Dediğim şeyle Yoongi'nin gözleri şaşırmış, sonra ise ismini sormuştu.

"Kim Delta'm?"

"Taehyung!" demiştim bir nefeste.

Bu gün onun gözlerine bakarken kurdumun sesini içimde, kulaklarımda hiss etmiştim. Nerden bile bilirdim ki, 'bir ay gecesi aşık olduğum adam' benim mühürlüm olucağını?! Peki o hiss etmemişmiydi? O duymamışmıydı kurdunun sesini? Kafamda o kadar çok soru vardı ki, hiç bir düşünemiyordum.

"İçeri geçelim, sen bana daha detaylı anlat." Alfa Min ile köşke girib her şeyi ona anlatıcaktım.

Söylememesi nedendi ki??
.
.
.
TAEHYUNG'DAN
.
.
Gözlerimi açtığımda ilk önce nerde olduğuma anlam verememiştim. Görüş açım daha da netleşirken evimde, kendi yatağımda olduğumu anlamıştım. Yatakta dikleşip, oturur pozisyona gelmek istemiştim. Fakat belimde ve kalçamda hiss ettiğim acı ile yapamamıştım. Kahretsin!! Kızgınlığa giricektim. Unutmuşum!!

"Uyandın mı güzelim?" kapıdan elinde sıcak çorba ile yanıma gelmişti.

"Teşekür ederim Jimin" demiş elindeki çorbayı almıştım. Fakat içmek istemiyordum. Malum, konuşmamız gereken konular vardı. Bana kızgındı biliyordum.

"Neden haber vermeden çıktın Tae?! Ya başına bişey gelseydi?! Ben sensiz ne yapardım ha?!"

Onu anlıyordum. Benim için endişeleniyordu. Ben de bazen onun için endişeleniyordum. Aramızdaki kardeşlik o kadar güçlüydü ki. Ayıramazdılar. Bu yüzden ondan saklamayacaktım.

"Jimin ben Mühürlendim!!" ani ve tek nefeste hızlıca söylemiştim. İçimde bir rahatlama hiss ediyordum. Fakat başımı kaldırıp, Jimin ile yüzyüze geldiğimizde şoke olmuş, şaşkın şekilde bakıyordu. Bi an nefes almadığı için korkmuş, seslenip dürtmüştüm onu. Sonra kendine gelmek için başını sallamış, toparlanmıştı.

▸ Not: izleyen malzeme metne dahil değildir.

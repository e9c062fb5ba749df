//! Rays and intersection tests.

use glam::{Mat4, Vec3};

use super::bounds::BoundingBox;

/// A ray with origin and (not necessarily normalized) direction.
///
/// Hit distances are reported as the ray parameter `t` with
/// `point = origin + t * dir`. The parameter is preserved by affine maps of
/// both origin and direction, so picking through transform nodes never has
/// to rescale recorded distances.
#[derive(Clone, Copy, Debug)]
pub struct Ray {
    pub origin: Vec3,
    pub dir: Vec3,
}

impl Ray {
    pub fn new(origin: Vec3, dir: Vec3) -> Self {
        Self { origin, dir }
    }

    /// Point at parameter `t`.
    pub fn at(&self, t: f32) -> Vec3 {
        self.origin + self.dir * t
    }

    /// Map this ray through `matrix` (point for origin, vector for dir).
    pub fn transformed(&self, matrix: &Mat4) -> Self {
        Self {
            origin: matrix.transform_point3(self.origin),
            dir: matrix.transform_vector3(self.dir),
        }
    }
}

/// Slab test against an axis-aligned box. Returns false for empty boxes.
pub fn intersect_aabb(ray: &Ray, bb: &BoundingBox) -> bool {
    if bb.is_empty() {
        return false;
    }
    let inv = ray.dir.recip();
    let t0 = (bb.min - ray.origin) * inv;
    let t1 = (bb.max - ray.origin) * inv;
    let tmin = t0.min(t1);
    let tmax = t0.max(t1);
    let enter = tmin.max_element().max(0.0);
    let exit = tmax.min_element();
    enter <= exit
}

/// Möller-Trumbore triangle test. Returns the ray parameter of the hit, if
/// any, for `t >= 0`. Backfaces hit too.
pub fn intersect_triangle(ray: &Ray, a: Vec3, b: Vec3, c: Vec3) -> Option<f32> {
    const EPS: f32 = 1.0e-8;
    let e1 = b - a;
    let e2 = c - a;
    let p = ray.dir.cross(e2);
    let det = e1.dot(p);
    if det.abs() < EPS {
        return None;
    }
    let inv_det = 1.0 / det;
    let s = ray.origin - a;
    let u = s.dot(p) * inv_det;
    if !(0.0..=1.0).contains(&u) {
        return None;
    }
    let q = s.cross(e1);
    let v = ray.dir.dot(q) * inv_det;
    if v < 0.0 || u + v > 1.0 {
        return None;
    }
    let t = e2.dot(q) * inv_det;
    (t >= 0.0).then_some(t)
}

#[cfg(test)]
mod tests {
    use super::*;

    #[test]
    fn test_triangle_hit_and_miss() {
        let ray = Ray::new(Vec3::new(0.25, 0.25, -1.0), Vec3::Z);
        let (a, b, c) = (Vec3::ZERO, Vec3::X, Vec3::Y);
        let t = intersect_triangle(&ray, a, b, c).unwrap();
        assert!((t - 1.0).abs() < 1.0e-6);

        let miss = Ray::new(Vec3::new(2.0, 2.0, -1.0), Vec3::Z);
        assert!(intersect_triangle(&miss, a, b, c).is_none());
    }

    #[test]
    fn test_triangle_behind_origin() {
        let ray = Ray::new(Vec3::new(0.25, 0.25, 1.0), Vec3::Z);
        assert!(intersect_triangle(&ray, Vec3::ZERO, Vec3::X, Vec3::Y).is_none());
    }

    #[test]
    fn test_aabb_hit() {
        let bb = BoundingBox::from_points(&[-Vec3::ONE, Vec3::ONE]);
        assert!(intersect_aabb(&Ray::new(Vec3::new(0.0, 0.0, -5.0), Vec3::Z), &bb));
        assert!(!intersect_aabb(&Ray::new(Vec3::new(3.0, 0.0, -5.0), Vec3::Z), &bb));
        assert!(!intersect_aabb(&Ray::new(Vec3::ZERO, Vec3::Z), &BoundingBox::EMPTY));
    }

    #[test]
    fn test_parameter_is_scale_free() {
        // Same t whether dir is unit or scaled.
        let bbv = [Vec3::ZERO, Vec3::X, Vec3::Y];
        let r1 = Ray::new(Vec3::new(0.2, 0.2, -2.0), Vec3::Z);
        let r2 = Ray::new(Vec3::new(0.2, 0.2, -2.0), Vec3::Z * 4.0);
        let t1 = intersect_triangle(&r1, bbv[0], bbv[1], bbv[2]).unwrap();
        let t2 = intersect_triangle(&r2, bbv[0], bbv[1], bbv[2]).unwrap();
        assert!((t1 - 2.0).abs() < 1.0e-6);
        assert!((t2 - 0.5).abs() < 1.0e-6);
    }
}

"Kim bu?" diye sormuştu meraklı gözleri ile. Ben ise ne diyeceğimi bilemiyordum. O anda orada, onunlayken, gözgözeyken, ikimizin de kurdunun 'eş' diye bağırdığını biliyorduk. Fakat niye söyleyememiştik ki? Ben kendimi biliyordum. Tamam, yani ani olan şeyler yüzünden korkmuştum. Ve üstüne geçireceğim kızgınlıktan da dolayı düşüb bayılmıştım. Fakat neden o dememişti? Ama onun yerine ceylan gözleri ve kiraz dudaklarıyla bana binevi çıkma teklifi etmişti.

"Taehyung?" seslenmesi ile düşüncelerimden sıyrılmış ona odaklanmıştım. "Kim diye sordum?"

"Delta Jung-," sıkıntılı nefes vermiştim.